Teziç: ÖSS'yi kaldırabilecek bir gücü Türkiye'de göremiyorum

Kaynak : Anadolu Ajansı
Haber Giriş : 04 Temmuz 2006 08:02, Son Güncelleme : 27 Mart 2018 00:42

YÖK Başkanı Prof. Dr. Erdoğan Teziç, Cumhurbaşkanı Ahmet Necdet Sezer'e sundukları raporun bir yasa taslağı değil, yükseköğretimle ilgili bir düşünce zemininin oluşturulması niteliği taşıdığını söyledi.

Erdoğan Teziç, Strateji Geliştirme Komisyonu'nca hazırlanan ''Türkiye'nin Yükseköğretim Stratejisi'' başlıklı raporun Cumhurbaşkanı Ahmet Necdet Sezer'e sunulmasının ardından, konuya ilişkin bilgi vermek amacıyla YÖK'te basın toplantısı düzenledi.

Teziç, raporun 1.5 yıllık sürede hazırlandığını belirterek, YÖK Üyesi Prof.
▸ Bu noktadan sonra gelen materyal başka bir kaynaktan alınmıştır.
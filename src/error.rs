//! Error types.
//!
//! A failed expectation is the only runtime error the detector produces. It is
//! never swallowed: with detection enabled it becomes a panic carrying the same
//! message, otherwise it is logged and published as the last leak report.
//! Configuration errors can only occur while building a [`DetectorConfig`].
//!
//! [`DetectorConfig`]: crate::config::DetectorConfig

use crate::detector::LeakReport;
use std::path::PathBuf;
use std::time::Duration;
use thiserror::Error;

/// An expectation found its target still retained at the deadline.
#[derive(Debug, Clone, PartialEq, Eq, Error)]
#[error("{}", .report.message)]
pub struct ExpectationViolated {
    /// Diagnostic describing the retained target.
    pub report: LeakReport,
}

impl ExpectationViolated {
    /// Wraps a report.
    #[must_use]
    pub const fn new(report: LeakReport) -> Self {
        Self { report }
    }

    /// Unwraps the report.
    #[must_use]
    pub fn into_report(self) -> LeakReport {
        self.report
    }
}

/// Invalid detector configuration.
#[derive(Debug, Error)]
pub enum ConfigError {
    /// An environment variable was set to something unparseable.
    #[error("invalid value for {var}: expected {expected}, got {value:?}")]
    InvalidEnv {
        /// Variable name.
        var: &'static str,
        /// Raw value found.
        value: String,
        /// What the variable should contain.
        expected: &'static str,
    },

    /// `max_tick` is too small to yield a non-zero tick period.
    #[error("max_tick must be at least {min:?}, got {actual:?}")]
    MaxTickTooSmall {
        /// Smallest accepted value.
        min: Duration,
        /// Configured value.
        actual: Duration,
    },

    /// A config file could not be read.
    #[error("failed to read config file {}: {source}", .path.display())]
    Io {
        /// File that failed to load.
        path: PathBuf,
        /// Underlying I/O error.
        #[source]
        source: std::io::Error,
    },

    /// A config file is not valid TOML for [`DetectorConfig`](crate::config::DetectorConfig).
    #[cfg(feature = "config-file")]
    #[error("failed to parse TOML config: {0}")]
    Toml(#[from] toml::de::Error),
}
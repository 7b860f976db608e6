//! Weak references with stable identity.
//!
//! [`WeakHandle`] observes a single object without keeping it alive;
//! [`WeakCollection`] is an identity-keyed bag of such handles.

pub mod collection;
pub mod handle;

pub use collection::WeakCollection;
pub use handle::WeakHandle;
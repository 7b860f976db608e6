//! Logging facade.
//!
//! With the `tracing-integration` feature the `tracing` macros are re-exported
//! as-is. Without it the same macro names expand to nothing, so call sites
//! never need their own `cfg` attributes.
//!
//! ```rust,ignore
//! use leakwatch::tracing_compat::{debug, warn};
//!
//! debug!(expectation = %id, "registered expectation");
//! warn!(object = %label, "object has leaked");
//! ```

#[cfg(feature = "tracing-integration")]
pub use tracing::{debug, error, info, trace, warn};

#[cfg(not(feature = "tracing-integration"))]
mod noop {
    /// No-op trace-level logging macro.
    #[macro_export]
    macro_rules! trace {
        ($($arg:tt)*) => {};
    }

    /// No-op debug-level logging macro.
    #[macro_export]
    macro_rules! debug {
        ($($arg:tt)*) => {};
    }

    /// No-op info-level logging macro.
    #[macro_export]
    macro_rules! info {
        ($($arg:tt)*) => {};
    }

    /// No-op warn-level logging macro.
    #[macro_export]
    macro_rules! warn {
        ($($arg:tt)*) => {};
    }

    /// No-op error-level logging macro.
    #[macro_export]
    macro_rules! error {
        ($($arg:tt)*) => {};
    }

    pub use crate::{debug, error, info, trace, warn};
}

#[cfg(not(feature = "tracing-integration"))]
pub use noop::*;
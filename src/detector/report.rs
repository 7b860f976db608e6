//! Leak diagnostics.

use crate::types::{ExpectationId, ExpectationKind, Time};
use core::fmt;
use serde::{Deserialize, Serialize};

/// Diagnostic produced when an expectation is violated.
#[derive(Debug, Clone, PartialEq, Eq, Serialize, Deserialize)]
pub struct LeakReport {
    /// The violated expectation.
    pub expectation: ExpectationId,
    /// What the expectation asserted.
    pub kind: ExpectationKind,
    /// Label of the retained target. For collections, the live members.
    pub target: String,
    /// Labels of every object the detector was tracking at the deadline.
    pub tracked: Vec<String>,
    /// Human-readable diagnostic; also the panic message in fatal mode.
    pub message: String,
    /// Scheduler time at which the violation was detected.
    pub detected_at: Time,
}

impl LeakReport {
    pub(crate) fn new(
        expectation: ExpectationId,
        kind: ExpectationKind,
        target: String,
        tracked: Vec<String>,
        detected_at: Time,
    ) -> Self {
        let verb = match kind {
            ExpectationKind::Deallocation => "has leaked",
            ExpectationKind::CollectionDeallocation => "have leaked",
            ExpectationKind::ViewDisappearance => "apparently has leaked",
            ExpectationKind::ViewCollectionDisappearance => "apparently have leaked",
        };
        let message = format!(
            "{target} {verb}. Objects are expected to be deallocated at this time: [{}]",
            tracked.join(", ")
        );
        Self {
            expectation,
            kind,
            target,
            tracked,
            message,
            detected_at,
        }
    }

    /// Serializes the report as compact JSON.
    pub fn to_json(&self) -> serde_json::Result<String> {
        serde_json::to_string(self)
    }

    /// Serializes the report as indented JSON.
    pub fn to_json_pretty(&self) -> serde_json::Result<String> {
        serde_json::to_string_pretty(self)
    }
}

impl fmt::Display for LeakReport {
    fn fmt(&self, f: &mut fmt::Formatter<'_>) -> fmt::Result {
        f.write_str(&self.message)
    }
}
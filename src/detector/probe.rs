//! Deadline checks for each expectation kind.

use super::view::ViewLifecycle;
use crate::weak::{WeakCollection, WeakHandle};
use std::any::Any;

pub(crate) type AnyObject = dyn Any + Send + Sync;

/// A target found still retained. Carries its label.
#[derive(Debug, Clone, PartialEq, Eq)]
pub(crate) struct Retained(pub(crate) String);

/// What an expectation inspects at its deadline. Holds no strong references.
pub(crate) enum Probe {
    Object(WeakHandle<AnyObject>),
    Collection(WeakCollection<AnyObject>),
    View(WeakHandle<dyn ViewLifecycle>),
    Views(WeakCollection<dyn ViewLifecycle>),
}

impl Probe {
    /// Runs the check. Must be called without the registry lock held: the
    /// view check upgrades its handle, and dropping that reference may run
    /// the view's destructor.
    pub(crate) fn evaluate(&self) -> Result<(), Retained> {
        match self {
            Self::Object(handle) => {
                if handle.is_alive() {
                    Err(Retained(handle.label().to_owned()))
                } else {
                    Ok(())
                }
            }
            Self::Collection(objects) => {
                if objects.is_empty() {
                    Ok(())
                } else {
                    Err(Retained(objects.to_string()))
                }
            }
            Self::View(handle) => match handle.get() {
                Some(view) if view.is_presented() => Err(Retained(handle.label().to_owned())),
                _ => Ok(()),
            },
            Self::Views(views) => {
                let presented: Vec<String> = views
                    .handles()
                    .into_iter()
                    .filter(|handle| handle.get().is_some_and(|view| view.is_presented()))
                    .map(|handle| handle.label().to_owned())
                    .collect();
                if presented.is_empty() {
                    Ok(())
                } else {
                    Err(Retained(format!("[{}]", presented.join(", "))))
                }
            }
        }
    }
}
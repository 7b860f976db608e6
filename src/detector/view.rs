//! Presentation state of view-like objects.

/// Presentation state the detector needs from a view or view controller.
///
/// Controllers are often reused across present/dismiss cycles, so their
/// deallocation is the wrong signal. A view counts as still presented while it
/// is loaded and attached to a window.
///
/// ```
/// use leakwatch::detector::ViewLifecycle;
/// use std::sync::atomic::{AtomicBool, Ordering};
///
/// struct Screen {
///     loaded: AtomicBool,
///     in_window: AtomicBool,
/// }
///
/// impl ViewLifecycle for Screen {
///     fn is_view_loaded(&self) -> bool {
///         self.loaded.load(Ordering::Acquire)
///     }
///
///     fn is_attached_to_window(&self) -> bool {
///         self.in_window.load(Ordering::Acquire)
///     }
/// }
/// ```
pub trait ViewLifecycle: Send + Sync {
    /// Returns true if the view has been loaded and not unloaded since.
    fn is_view_loaded(&self) -> bool;

    /// Returns true if the view is part of a window's hierarchy.
    fn is_attached_to_window(&self) -> bool;

    /// Returns true if the view is still on screen.
    fn is_presented(&self) -> bool {
        self.is_view_loaded() && self.is_attached_to_window()
    }
}
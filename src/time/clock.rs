//! Clock sources for the delay scheduler.
//!
//! The scheduler never reads `Instant::now()` itself. It asks a
//! [`TimeSource`], so production hosts use [`WallClock`] and tests drive a
//! [`VirtualClock`] by hand.

use crate::types::Time;
use crate::types::id::duration_to_nanos_saturating;
use std::sync::atomic::{AtomicBool, AtomicU64, Ordering};
use std::time::{Duration, Instant};

/// Source of the current logical time.
///
/// Implementations may step backwards (a host clock adjustment, a test calling
/// [`VirtualClock::set`]); the scheduler treats a regression as zero elapsed
/// time.
pub trait TimeSource: Send + Sync {
    /// Returns the current time.
    fn now(&self) -> Time;
}

/// Monotonic wall clock. Its epoch is the moment it was created.
#[derive(Debug)]
pub struct WallClock {
    epoch: Instant,
}

impl WallClock {
    /// Creates a wall clock reading zero now.
    #[must_use]
    pub fn new() -> Self {
        Self {
            epoch: Instant::now(),
        }
    }
}

impl Default for WallClock {
    fn default() -> Self {
        Self::new()
    }
}

impl TimeSource for WallClock {
    fn now(&self) -> Time {
        Time::from_nanos(duration_to_nanos_saturating(self.epoch.elapsed()))
    }
}

/// Manually driven clock for deterministic tests.
///
/// Time moves only when told to.
///
/// ```
/// use leakwatch::time::{TimeSource, VirtualClock};
/// use leakwatch::types::Time;
/// use std::time::Duration;
///
/// let clock = VirtualClock::new();
/// clock.advance_by(Duration::from_millis(11));
/// assert_eq!(clock.now(), Time::from_millis(11));
/// ```
#[derive(Debug)]
pub struct VirtualClock {
    now: AtomicU64,
    /// While set, `now()` reports `frozen_at` and advances are ignored.
    paused: AtomicBool,
    frozen_at: AtomicU64,
}

impl VirtualClock {
    /// Creates a clock at [`Time::ZERO`].
    #[must_use]
    pub fn new() -> Self {
        Self::starting_at(Time::ZERO)
    }

    /// Creates a clock at `time`.
    #[must_use]
    pub fn starting_at(time: Time) -> Self {
        Self {
            now: AtomicU64::new(time.as_nanos()),
            paused: AtomicBool::new(false),
            frozen_at: AtomicU64::new(time.as_nanos()),
        }
    }

    /// Advances by `nanos`. No-op while paused.
    pub fn advance(&self, nanos: u64) {
        if !self.paused.load(Ordering::Acquire) {
            let _ = self
                .now
                .fetch_update(Ordering::AcqRel, Ordering::Acquire, |current| {
                    Some(current.saturating_add(nanos))
                });
        }
    }

    /// Advances by `delta`. No-op while paused.
    pub fn advance_by(&self, delta: Duration) {
        self.advance(duration_to_nanos_saturating(delta));
    }

    /// Moves forward to `time`; does nothing if `time` is in the past or the
    /// clock is paused.
    pub fn advance_to(&self, time: Time) {
        if self.paused.load(Ordering::Acquire) {
            return;
        }
        let _ = self.now.fetch_max(time.as_nanos(), Ordering::AcqRel);
    }

    /// Sets the time unconditionally. May move the clock backwards.
    ///
    /// Unlike the `advance*` family this also applies while paused: the
    /// frozen reading becomes `time` and the clock resumes from there.
    pub fn set(&self, time: Time) {
        let nanos = time.as_nanos();
        self.now.store(nanos, Ordering::Release);
        if self.paused.load(Ordering::Acquire) {
            self.frozen_at.store(nanos, Ordering::Release);
        }
    }

    /// Freezes `now()` at its current value.
    pub fn pause(&self) {
        let current = self.now.load(Ordering::Acquire);
        self.frozen_at.store(current, Ordering::Release);
        self.paused.store(true, Ordering::Release);
    }

    /// Unfreezes the clock; it continues from where it was paused.
    pub fn resume(&self) {
        self.paused.store(false, Ordering::Release);
    }

    /// Returns true while the clock is paused.
    #[must_use]
    pub fn is_paused(&self) -> bool {
        self.paused.load(Ordering::Acquire)
    }
}

impl Default for VirtualClock {
    fn default() -> Self {
        Self::new()
    }
}

impl TimeSource for VirtualClock {
    fn now(&self) -> Time {
        if self.paused.load(Ordering::Acquire) {
            Time::from_nanos(self.frozen_at.load(Ordering::Acquire))
        } else {
            Time::from_nanos(self.now.load(Ordering::Acquire))
        }
    }
}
Dr. İlhan Tekeli ile birlikte konuya ilişkin Cumhurbaşkanı Sezer'e sunum yaptıklarını söyledi.

Yükseköğretimle ilgili yasal değişiklikler konusundaki çalışmaların 2004 yılında kesintiye uğradığını ifade eden Teziç, konuyla ilgili çalışmaların daha sonra Strateji Geliştirme Komisyonu tarafından yürütüldüğünü anlattı.

Teziç, ''Hazırladığımız rapor bir yasa taslağı değil, yükseköğretimle ilgili bir düşünce zemininin oluşturulması ve bu düşünce zemininin taslağa dönüştürülmesi şeklindedir'' diye konuştu.

Teziç, raporu üniversitelere ve ilgili diğer çevrelere göndereceklerini, üniversitelerin rapora ilişkin görüşlerini 2.5 ay içinde YÖK'e ileteceklerini kaydetti.

Önerilere açık olduklarını belirten Teziç, raporu hazırlarken herhangi bir hazır sistemi veya modeli yansıtmadıklarını, Türkiye'ye uygun olabilecek bir sistem oluşturmaya çalıştıklarını söyledi.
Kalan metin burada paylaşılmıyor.